Washingtonian Snags Harris from NJ

Shane Harris of NJ has taken a job with Washingtonian.

Here’s the internal memo from NJ Editor Charlie Green:

All the best to Shane Harris, who will be joining Washingtonian as a new senior writer.

Shane explained his decision this way:

‘About a year ago, after I finished writing my book, I decided to make
long-form storytelling, and particularly narrative, the focus of my career. When Washingtonian made me an offer to write big, compelling stories about Washington for the magazine, it was hard to pass up. Not only are these the kinds of stories I like writing, but the new editor wants to see more of them in the publication. (The fact that he’s a close friend made the opportunity even more exciting.) I’ll continue to write stories about national security, but I’ll be widening my lens to take in new beats, new ideas, and new people. I’m very excited about this next step in my career. I’m also looking forward to working on my second book.’

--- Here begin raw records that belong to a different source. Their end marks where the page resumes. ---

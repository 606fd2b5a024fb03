use std::io::Write;
use std::path::PathBuf;

use clap::Args;
use gridboard_core::geometry::CellSize;
use gridboard_layout::{EngineConfig, LayoutEngine, LoadOutcome, SizePreset, WidgetId, WidgetKind};
use serde::Serialize;
use serde_json::Value;

use crate::error::{CliError, Result};
use crate::profile::list_profile_names;
use crate::render::{describe_conflict, describe_strategy, render_legend, render_map};
use crate::store::{StoredDashboard, read_existing, write_document};

fn parse_kind(raw: &str) -> std::result::Result<WidgetKind, String> {
    WidgetKind::parse(raw).ok_or_else(|| {
        let known: Vec<&str> = WidgetKind::ALL.iter().map(|kind| kind.as_str()).collect();
        format!("unknown widget type {raw:?} (expected one of {})", known.join(", "))
    })
}

fn parse_preset(raw: &str) -> std::result::Result<SizePreset, String> {
    SizePreset::parse(raw).ok_or_else(|| {
        let known: Vec<&str> = SizePreset::ALL.iter().map(|preset| preset.as_str()).collect();
        format!("unknown size preset {raw:?} (expected one of {})", known.join(", "))
    })
}

fn now_ms() -> u64 {
    u64::try_from(chrono::Utc::now().timestamp_millis()).unwrap_or_default()
}

#[derive(Debug, Clone, Args)]
pub struct DocArgs {
    /// Dashboard document (JSON).
    pub path: PathBuf,
}

#[derive(Debug, Clone, Args)]
pub struct WidgetArgs {
    /// Dashboard document (JSON).
    pub path: PathBuf,
    /// Widget id.
    pub id: String,
}

#[derive(Debug, Clone, Args)]
pub struct InitArgs {
    pub path: PathBuf,
    /// Overwrite an existing document.
    #[arg(long)]
    pub force: bool,
    /// Start with no widgets instead of the built-in layout.
    #[arg(long)]
    pub empty: bool,
}

#[derive(Debug, Clone, Args)]
pub struct ShowArgs {
    pub path: PathBuf,
    /// Emit a JSON summary instead of the text map.
    #[arg(long)]
    pub json: bool,
}

#[derive(Debug, Clone, Args)]
pub struct AddArgs {
    pub path: PathBuf,
    #[arg(value_parser = parse_kind)]
    pub kind: WidgetKind,
    /// Size preset; defaults to the type's own.
    #[arg(long, value_parser = parse_preset)]
    pub preset: Option<SizePreset>,
}

#[derive(Debug, Clone, Args)]
pub struct PresetArgs {
    pub path: PathBuf,
    pub id: String,
    #[arg(value_parser = parse_preset)]
    pub preset: SizePreset,
}

#[derive(Debug, Clone, Args)]
pub struct RescaleArgs {
    pub path: PathBuf,
    /// New cell size in pixels.
    pub cell_size: u16,
}

#[derive(Debug, Clone, Args)]
pub struct ImportArgs {
    /// Dashboard to replace; created if missing.
    pub path: PathBuf,
    /// Exported document or bare widget array to import.
    pub source: PathBuf,
}

#[derive(Debug, Clone, Args)]
pub struct ExportArgs {
    pub path: PathBuf,
    /// Write here instead of stdout.
    #[arg(long, short)]
    pub output: Option<PathBuf>,
}

#[derive(Debug, Serialize)]
#[serde(rename_all = "camelCase")]
struct ShowSummary<'a> {
    source: &'a LoadOutcome,
    cols: u16,
    rows: u16,
    cell_size: u16,
    mobile_layout: bool,
    widgets: &'a [gridboard_layout::Widget],
    conflicts: Vec<gridboard_layout::LayoutConflict>,
}

pub fn run_init(args: InitArgs, config: EngineConfig, out: &mut dyn Write) -> Result<()> {
    if args.path.exists() && !args.force {
        return Err(CliError::AlreadyExists { path: args.path });
    }
    let engine = if args.empty {
        LayoutEngine::new(config)
    } else {
        LayoutEngine::with_default_layout(config)
    };
    write_document(&args.path, &engine, None)?;
    let grid = engine.grid();
    writeln!(
        out,
        "wrote {}: {} widgets on a {}x{} grid",
        args.path.display(),
        engine.widgets().len(),
        grid.cols,
        grid.rows
    )?;
    Ok(())
}

/// Lenient: an unusable document is reported and the built-in layout is shown.
pub fn run_show(args: ShowArgs, config: EngineConfig, out: &mut dyn Write) -> Result<()> {
    let content = read_existing(&args.path)?;
    let saved_mobile = serde_json::from_str::<Value>(&content)
        .ok()
        .and_then(|value| value.get("isMobileLayout").and_then(Value::as_bool));
    let mobile = saved_mobile.unwrap_or(config.mobile_layout);
    let mut engine = LayoutEngine::new(config.mobile_layout(mobile));
    let outcome = engine.load_json(&content);
    let grid = engine.grid();

    if args.json {
        let summary = ShowSummary {
            source: &outcome,
            cols: grid.cols,
            rows: grid.rows,
            cell_size: engine.cell_size().px(),
            mobile_layout: engine.is_mobile_layout(),
            widgets: engine.widgets(),
            conflicts: engine.conflicts(),
        };
        writeln!(out, "{}", serde_json::to_string_pretty(&summary)?)?;
        return Ok(());
    }

    if let LoadOutcome::Defaulted { reason } = &outcome {
        writeln!(out, "warning: {reason}; showing the built-in layout")?;
    }
    let mode = if engine.is_mobile_layout() { "mobile" } else { "desktop" };
    writeln!(
        out,
        "{}x{} grid at {}px ({mode})",
        grid.cols,
        grid.rows,
        engine.cell_size().px()
    )?;
    write!(out, "{}", render_map(engine.widgets(), grid))?;
    write!(out, "{}", render_legend(engine.widgets(), None))?;
    let conflicts = engine.conflicts();
    if conflicts.is_empty() {
        writeln!(out, "no conflicts")?;
    } else {
        writeln!(out, "conflicts:")?;
        for conflict in &conflicts {
            writeln!(out, "  {}", describe_conflict(conflict))?;
        }
    }
    Ok(())
}

pub fn run_sort(args: DocArgs, config: EngineConfig, out: &mut dyn Write) -> Result<()> {
    let mut stored = StoredDashboard::open(&args.path, config)?;
    stored.engine.auto_sort()?;
    stored.save()?;
    writeln!(out, "sorted {} widgets", stored.engine.widgets().len())?;
    Ok(())
}

pub fn run_add(args: AddArgs, config: EngineConfig, out: &mut dyn Write) -> Result<()> {
    let mut stored = StoredDashboard::open(&args.path, config)?;
    let preset = args.preset.unwrap_or(args.kind.default_preset());
    let id = stored.engine.add_widget_with_preset(args.kind, preset, now_ms())?;
    stored.save()?;
    writeln!(out, "added {id}")?;
    Ok(())
}

pub fn run_remove(args: WidgetArgs, config: EngineConfig, out: &mut dyn Write) -> Result<()> {
    let mut stored = StoredDashboard::open(&args.path, config)?;
    let removed = stored.engine.remove_widget(&WidgetId::new(args.id))?;
    stored.save()?;
    writeln!(out, "removed {}", removed.id)?;
    Ok(())
}

pub fn run_preset(args: PresetArgs, config: EngineConfig, out: &mut dyn Write) -> Result<()> {
    let mut stored = StoredDashboard::open(&args.path, config)?;
    let id = WidgetId::new(args.id);
    let strategy = stored.engine.apply_preset(&id, args.preset)?;
    stored.save()?;
    writeln!(out, "{id} resized to {}: {}", args.preset, describe_strategy(&strategy))?;
    Ok(())
}

pub fn run_rescale(args: RescaleArgs, config: EngineConfig, out: &mut dyn Write) -> Result<()> {
    let cell = CellSize::new(args.cell_size)
        .ok_or_else(|| CliError::invalid("cell size must be at least 1px"))?;
    let mut stored = StoredDashboard::open(&args.path, config)?;
    let warning = stored.engine.set_cell_size(cell);
    stored.save()?;
    let grid = stored.engine.grid();
    writeln!(out, "rescaled to {}px: {}x{} grid", cell.px(), grid.cols, grid.rows)?;
    if let Some(warning) = warning {
        writeln!(out, "warning: {warning}; run `gridboard sort` once there is room")?;
    }
    Ok(())
}

pub fn run_minimize(args: WidgetArgs, config: EngineConfig, out: &mut dyn Write) -> Result<()> {
    let mut stored = StoredDashboard::open(&args.path, config)?;
    let id = WidgetId::new(args.id);
    if stored.engine.minimize(&id)? {
        stored.save()?;
        writeln!(out, "minimized {id}")?;
    } else {
        writeln!(out, "{id} is already minimized")?;
    }
    Ok(())
}

pub fn run_restore(args: WidgetArgs, config: EngineConfig, out: &mut dyn Write) -> Result<()> {
    let mut stored = StoredDashboard::open(&args.path, config)?;
    let id = WidgetId::new(args.id);
    if stored.engine.restore(&id)? {
        stored.save()?;
        writeln!(out, "restored {id}")?;
    } else {
        writeln!(out, "{id} is not minimized")?;
    }
    Ok(())
}

/// Maximize is view state only; the document is not rewritten.
pub fn run_maximize(args: WidgetArgs, config: EngineConfig, out: &mut dyn Write) -> Result<()> {
    let mut stored = StoredDashboard::open(&args.path, config)?;
    let id = WidgetId::new(args.id);
    stored.engine.maximize(&id)?;
    let grid = stored.engine.grid();
    write!(out, "{}", render_legend(stored.engine.widgets(), Some(id.as_str())))?;
    writeln!(out, "{id} fills the {}x{} grid while maximized", grid.cols, grid.rows)?;
    Ok(())
}

pub fn run_import(args: ImportArgs, config: EngineConfig, out: &mut dyn Write) -> Result<()> {
    let payload = read_existing(&args.source)?;
    let mut stored = StoredDashboard::open_or_empty(&args.path, config)?;
    let (report, shared) = stored.engine.import_json(&payload, now_ms())?;
    stored.shared = shared;
    stored.save()?;

    writeln!(
        out,
        "imported {} widgets ({} dropped{})",
        report.accepted,
        report.dropped,
        if report.sorted { ", re-packed to fit" } else { "" }
    )?;
    for warning in &report.warnings {
        writeln!(out, "  {}", serde_json::to_string(warning)?)?;
    }
    Ok(())
}

pub fn run_export(args: ExportArgs, config: EngineConfig, out: &mut dyn Write) -> Result<()> {
    let stored = StoredDashboard::open(&args.path, config)?;
    match args.output {
        Some(path) => {
            write_document(&path, &stored.engine, stored.shared.clone())?;
            writeln!(out, "exported {} widgets to {}", stored.engine.widgets().len(), path.display())?;
        }
        None => writeln!(out, "{}", stored.engine.export_json(stored.shared.clone())?)?,
    }
    Ok(())
}

pub fn print_profiles(out: &mut dyn Write) -> Result<()> {
    for name in list_profile_names() {
        writeln!(out, "{name}")?;
    }
    Ok(())
}

pub fn print_presets(config: &EngineConfig, out: &mut dyn Write) -> Result<()> {
    for preset in SizePreset::ALL {
        let target = preset.target_px();
        let (cols, rows) = preset.spans(config.cell_size, (1, 1));
        writeln!(
            out,
            "{:<7} {}x{}px -> {cols}x{rows} cells at {}px",
            preset.as_str(),
            target.width,
            target.height,
            config.cell_size.px()
        )?;
    }
    Ok(())
}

More thoughts from Green about Harris after the jump…

Since moving from Government Executive to NJ in 2005 to cover national
security and homeland security, Shane has consistently produced distinctive, artfully written stories for the magazine that both break news and provide original insight. He has earned the admiration of everyone on the staff for his talent, collegiality, and dedication.

As you know, Shane recently built upon his NJ work to write The Watchers, a book about the rise of terrorism surveillance in the United States, told through the stories of five men who¹ve played instrumental roles in some of the most important and controversial intelligence programs of the past quarter century. Shane has twice been named a finalist for the Livingston Awards for Young Journalists, which honor the best journalists in America under the age of 35. He has broken several important stories, including the transfer of the controversial Total Information Awareness program into a secret intelligence agency and foreign penetration of computer networks that control parts of the U.S. electrical grid.

Please join with me in wishing Shane much happiness and success in his new endeavor.